A concept to make low-abundance endogenous renin accessible to mass spectrometry: A multistep experimental design approach.

Renin is the rate-limiting step within the renin-angiotensin-aldosterone system, but the reliable quantification of human endogenous renin levels by liquid chromatography coupled with mass spectrometry remains challenging. The complex sample matrix triggering ion suppression and the detection of the low-abundance as well as the proteolytical-resistant renin make a hybrid approach using immunocapture coupled with LC-HRMS a promising method for investigation. Therefore, in-silico digestion and BLAST® experiments were conducted in order to identify the unique amino acid sequence for mass spectrometric detection. To enhance mass spectrometric response, impacting parameters within the denaturation, alkylation, and digestion experiments were identified and optimized by a multistep Design of Experiments process.
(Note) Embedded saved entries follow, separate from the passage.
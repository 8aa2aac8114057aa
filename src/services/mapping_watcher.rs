//! Hot reload of the mapping file

use crate::error::Result;
use crate::model::Mapping;
use notify::{Event, EventKind, RecommendedWatcher, RecursiveMode, Watcher};
use std::path::Path;
use std::sync::Arc;
use std::time::Duration;
use tokio::sync::mpsc;
use tracing::{debug, error, info};

use super::mapping_store::MappingStore;

/// Задержка после события, чтобы запись файла успела завершиться
const DEBOUNCE: Duration = Duration::from_millis(100);

/// Следит за файлом маппинга и отдаёт заново загруженный (и очищенный) маппинг
pub struct MappingWatcher {
    _watcher: RecommendedWatcher,
    rx: mpsc::Receiver<Mapping>,
}

impl MappingWatcher {
    pub fn new(store: Arc<MappingStore>) -> Result<Self> {
        let (tx, rx) = mpsc::channel(10);

        // Сохранение идёт через rename, поэтому следим за каталогом, а не за самим файлом
        let watched_dir = match store.path().parent() {
            Some(parent) if !parent.as_os_str().is_empty() => parent.to_path_buf(),
            _ => Path::new(".").to_path_buf(),
        };
        let file_name = store.path().file_name().map(|n| n.to_os_string());

        // Колбэки notify выполняются в собственном потоке, вне контекста tokio
        let runtime_handle = tokio::runtime::Handle::current();
        let callback_store = store.clone();

        let mut watcher = notify::recommended_watcher(move |res: std::result::Result<Event, notify::Error>| {
            match res {
                Ok(event) => {
                    if !matches!(event.kind, EventKind::Modify(_) | EventKind::Create(_)) {
                        return;
                    }
                    let touches_mapping = event
                        .paths
                        .iter()
                        .any(|path| path.file_name().map(|n| n.to_os_string()) == file_name);
                    if !touches_mapping {
                        return;
                    }

                    debug!("Файл маппинга изменён: {:?}", event.paths);
                    let store = callback_store.clone();
                    let tx = tx.clone();
                    runtime_handle.spawn(async move {
                        tokio::time::sleep(DEBOUNCE).await;
                        let mapping = store.load().await;
                        if let Err(e) = tx.send(mapping).await {
                            error!("Не удалось передать обновлённый маппинг: {}", e);
                        }
                    });
                }
                Err(e) => {
                    error!("Ошибка отслеживания файла маппинга: {}", e);
                }
            }
        })?;

        watcher.watch(&watched_dir, RecursiveMode::NonRecursive)?;
        info!("Отслеживание файла маппинга запущено: {:?}", store.path());

        Ok(Self {
            _watcher: watcher,
            rx,
        })
    }

    /// Следующая версия маппинга; `None`, если наблюдатель закрыт
    pub async fn next_mapping(&mut self) -> Option<Mapping> {
        self.rx.recv().await
    }
}

#[cfg(test)]
mod tests {
    use super::*;
    use crate::services::audio::{DeviceCatalog, DryRunAudioPort};
    use tempfile::TempDir;

    #[tokio::test]
    async fn test_edit_triggers_reload() {
        let dir = TempDir::new().unwrap();
        let port = Arc::new(DryRunAudioPort::with_devices([
            ("Speakers", "dev-A"),
            ("Headphones", "dev-B"),
        ]));
        let catalog = Arc::new(DeviceCatalog::new(port, Duration::ZERO));
        let store = Arc::new(MappingStore::new(dir.path().join("mapping.json"), catalog));
        store
            .save(&[("Screen1", "Speakers")].into_iter().collect())
            .await
            .unwrap();

        let mut watcher = MappingWatcher::new(store.clone()).unwrap();

        tokio::time::sleep(Duration::from_millis(100)).await;
        std::fs::write(
            store.path(),
            r#"{"Screen1": "Headphones", "Screen2": "Gone"}"#,
        )
        .unwrap();

        let reloaded = tokio::time::timeout(Duration::from_secs(5), async {
            loop {
                match watcher.next_mapping().await {
                    Some(mapping) if mapping.device_for("Screen1") == Some("Headphones") => {
                        return Some(mapping)
                    }
                    Some(_) => continue,
                    None => return None,
                }
            }
        })
        .await
        .unwrap()
        .unwrap();

        assert_eq!(reloaded.len(), 1);
    }
}
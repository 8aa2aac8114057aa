#[cfg(windows)]
pub mod blocking;

// ✅ Макросы условного логирования для горячего пути цикла маршрутизации
#[macro_export]
macro_rules! debug_if_enabled {
    ($($arg:tt)*) => {
        if tracing::enabled!(tracing::Level::DEBUG) {
            tracing::debug!($($arg)*);
        }
    };
}

#[macro_export]
macro_rules! trace_if_enabled {
    ($($arg:tt)*) => {
        if tracing::enabled!(tracing::Level::TRACE) {
            tracing::trace!($($arg)*);
        }
    };
}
The optimal denaturation buffer consisted of RapiGest® and urea, leading to a signature peptide intensity increase of 56% at 20 °C, whereas the optimal reducing agent improved intensity by 27%. The most effective generation of signature peptide I was achieved using a high trypsin concentration and a low incubation temperature enhancing digestion by 75%. The applicability of this hybrid approach was confirmed in human matrix and allowed for a fivefold reduction in total assay procedure time without limiting the reliable quantification if compared to a conventional digestion approach.